### DATA FOR THE TASK

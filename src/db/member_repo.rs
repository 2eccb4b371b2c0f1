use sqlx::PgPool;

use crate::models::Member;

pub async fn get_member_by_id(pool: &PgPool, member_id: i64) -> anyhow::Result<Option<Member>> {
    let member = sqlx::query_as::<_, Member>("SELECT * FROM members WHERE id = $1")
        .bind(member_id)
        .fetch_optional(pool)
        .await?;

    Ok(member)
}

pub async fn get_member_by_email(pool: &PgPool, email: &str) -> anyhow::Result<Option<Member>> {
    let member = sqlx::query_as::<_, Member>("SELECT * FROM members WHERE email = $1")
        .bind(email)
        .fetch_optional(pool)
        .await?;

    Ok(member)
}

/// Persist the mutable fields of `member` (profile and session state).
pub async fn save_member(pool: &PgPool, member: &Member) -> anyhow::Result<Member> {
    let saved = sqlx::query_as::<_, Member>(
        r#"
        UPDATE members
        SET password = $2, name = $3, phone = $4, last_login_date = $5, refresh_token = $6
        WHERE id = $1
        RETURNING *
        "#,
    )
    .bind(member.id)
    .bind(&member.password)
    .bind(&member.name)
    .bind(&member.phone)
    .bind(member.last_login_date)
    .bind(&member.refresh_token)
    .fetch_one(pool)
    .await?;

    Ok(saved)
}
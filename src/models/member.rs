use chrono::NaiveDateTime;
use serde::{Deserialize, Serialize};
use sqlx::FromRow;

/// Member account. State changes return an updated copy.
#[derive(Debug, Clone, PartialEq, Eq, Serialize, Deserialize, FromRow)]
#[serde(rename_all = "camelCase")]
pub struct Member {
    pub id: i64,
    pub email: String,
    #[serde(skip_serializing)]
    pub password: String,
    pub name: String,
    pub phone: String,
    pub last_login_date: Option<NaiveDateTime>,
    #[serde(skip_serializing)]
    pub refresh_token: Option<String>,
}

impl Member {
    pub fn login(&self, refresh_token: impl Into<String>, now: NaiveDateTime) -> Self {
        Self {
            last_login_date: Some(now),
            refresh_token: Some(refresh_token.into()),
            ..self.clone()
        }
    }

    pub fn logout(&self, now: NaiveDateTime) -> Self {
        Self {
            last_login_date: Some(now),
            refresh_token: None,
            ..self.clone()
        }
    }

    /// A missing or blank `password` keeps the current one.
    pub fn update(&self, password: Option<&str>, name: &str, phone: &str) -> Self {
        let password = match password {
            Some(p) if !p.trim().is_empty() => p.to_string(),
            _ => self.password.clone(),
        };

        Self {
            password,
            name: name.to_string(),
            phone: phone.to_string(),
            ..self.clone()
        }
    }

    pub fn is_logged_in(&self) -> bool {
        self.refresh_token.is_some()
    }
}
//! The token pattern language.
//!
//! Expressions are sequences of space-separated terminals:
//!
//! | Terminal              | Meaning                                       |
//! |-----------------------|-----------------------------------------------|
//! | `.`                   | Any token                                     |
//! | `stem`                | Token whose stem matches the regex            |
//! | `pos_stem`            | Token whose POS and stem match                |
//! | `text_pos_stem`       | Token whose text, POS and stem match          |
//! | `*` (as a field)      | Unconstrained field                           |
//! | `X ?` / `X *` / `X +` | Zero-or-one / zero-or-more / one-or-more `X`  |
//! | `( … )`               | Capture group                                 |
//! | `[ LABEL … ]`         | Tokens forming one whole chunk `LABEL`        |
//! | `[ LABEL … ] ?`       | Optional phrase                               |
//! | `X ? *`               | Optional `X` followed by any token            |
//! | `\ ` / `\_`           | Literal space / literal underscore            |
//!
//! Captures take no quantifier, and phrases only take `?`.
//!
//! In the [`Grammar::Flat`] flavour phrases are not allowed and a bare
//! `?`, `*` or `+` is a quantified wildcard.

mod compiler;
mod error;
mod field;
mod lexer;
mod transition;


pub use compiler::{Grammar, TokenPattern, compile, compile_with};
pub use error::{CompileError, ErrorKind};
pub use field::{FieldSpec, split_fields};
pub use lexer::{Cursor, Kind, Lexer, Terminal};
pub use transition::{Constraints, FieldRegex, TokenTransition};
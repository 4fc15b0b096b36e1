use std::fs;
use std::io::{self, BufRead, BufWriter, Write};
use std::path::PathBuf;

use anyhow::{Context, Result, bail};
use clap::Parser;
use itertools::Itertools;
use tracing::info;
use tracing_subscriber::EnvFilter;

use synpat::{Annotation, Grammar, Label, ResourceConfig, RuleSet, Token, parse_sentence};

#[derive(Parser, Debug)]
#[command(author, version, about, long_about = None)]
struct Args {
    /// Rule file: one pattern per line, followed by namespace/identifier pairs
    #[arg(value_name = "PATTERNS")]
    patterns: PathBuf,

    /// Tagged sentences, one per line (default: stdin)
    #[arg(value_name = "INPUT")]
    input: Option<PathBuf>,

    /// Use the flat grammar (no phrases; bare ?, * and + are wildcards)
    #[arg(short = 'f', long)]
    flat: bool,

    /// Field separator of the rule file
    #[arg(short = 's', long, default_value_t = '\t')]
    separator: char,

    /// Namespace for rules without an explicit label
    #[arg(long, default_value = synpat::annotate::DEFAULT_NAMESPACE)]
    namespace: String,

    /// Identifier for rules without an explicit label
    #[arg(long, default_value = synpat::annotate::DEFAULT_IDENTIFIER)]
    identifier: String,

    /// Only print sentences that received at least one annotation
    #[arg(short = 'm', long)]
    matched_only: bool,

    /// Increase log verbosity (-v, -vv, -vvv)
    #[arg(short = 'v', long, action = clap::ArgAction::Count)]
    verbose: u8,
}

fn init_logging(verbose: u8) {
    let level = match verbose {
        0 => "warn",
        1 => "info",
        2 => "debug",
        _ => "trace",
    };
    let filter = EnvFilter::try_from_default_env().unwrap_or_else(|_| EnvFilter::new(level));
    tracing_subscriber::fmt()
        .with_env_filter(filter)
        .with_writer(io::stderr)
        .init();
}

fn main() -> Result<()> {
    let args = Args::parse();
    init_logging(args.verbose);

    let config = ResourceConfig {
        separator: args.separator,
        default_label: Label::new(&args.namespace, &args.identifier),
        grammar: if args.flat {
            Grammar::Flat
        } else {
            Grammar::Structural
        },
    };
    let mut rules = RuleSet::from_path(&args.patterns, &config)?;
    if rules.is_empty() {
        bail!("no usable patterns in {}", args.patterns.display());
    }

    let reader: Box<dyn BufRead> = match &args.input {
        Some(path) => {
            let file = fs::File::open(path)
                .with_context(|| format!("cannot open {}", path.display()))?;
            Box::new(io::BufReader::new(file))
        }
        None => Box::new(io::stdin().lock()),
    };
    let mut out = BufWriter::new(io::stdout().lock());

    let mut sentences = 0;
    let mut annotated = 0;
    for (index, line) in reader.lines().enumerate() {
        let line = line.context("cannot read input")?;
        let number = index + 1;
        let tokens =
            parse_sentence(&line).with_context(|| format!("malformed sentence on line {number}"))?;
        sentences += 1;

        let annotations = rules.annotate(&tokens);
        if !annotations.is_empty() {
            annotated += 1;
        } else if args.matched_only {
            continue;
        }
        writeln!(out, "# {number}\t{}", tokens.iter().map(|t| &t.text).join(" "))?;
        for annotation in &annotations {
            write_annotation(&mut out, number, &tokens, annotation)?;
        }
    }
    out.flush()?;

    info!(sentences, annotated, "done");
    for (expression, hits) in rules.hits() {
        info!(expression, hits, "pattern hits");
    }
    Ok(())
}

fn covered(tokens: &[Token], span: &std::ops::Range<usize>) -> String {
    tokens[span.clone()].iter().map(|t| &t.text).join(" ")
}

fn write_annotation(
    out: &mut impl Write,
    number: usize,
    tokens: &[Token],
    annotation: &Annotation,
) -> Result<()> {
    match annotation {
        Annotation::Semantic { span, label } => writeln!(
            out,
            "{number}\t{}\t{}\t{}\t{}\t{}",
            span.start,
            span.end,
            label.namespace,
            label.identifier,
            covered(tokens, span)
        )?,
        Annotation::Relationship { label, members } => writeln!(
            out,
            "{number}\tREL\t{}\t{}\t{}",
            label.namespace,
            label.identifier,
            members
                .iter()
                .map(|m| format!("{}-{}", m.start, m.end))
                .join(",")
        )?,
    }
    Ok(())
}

### WORK INSTRUCTION
Counting lines with the word "PgPool" in the listing, state the resulting number and nothing else.

### RESULT FOR THIS TASK
4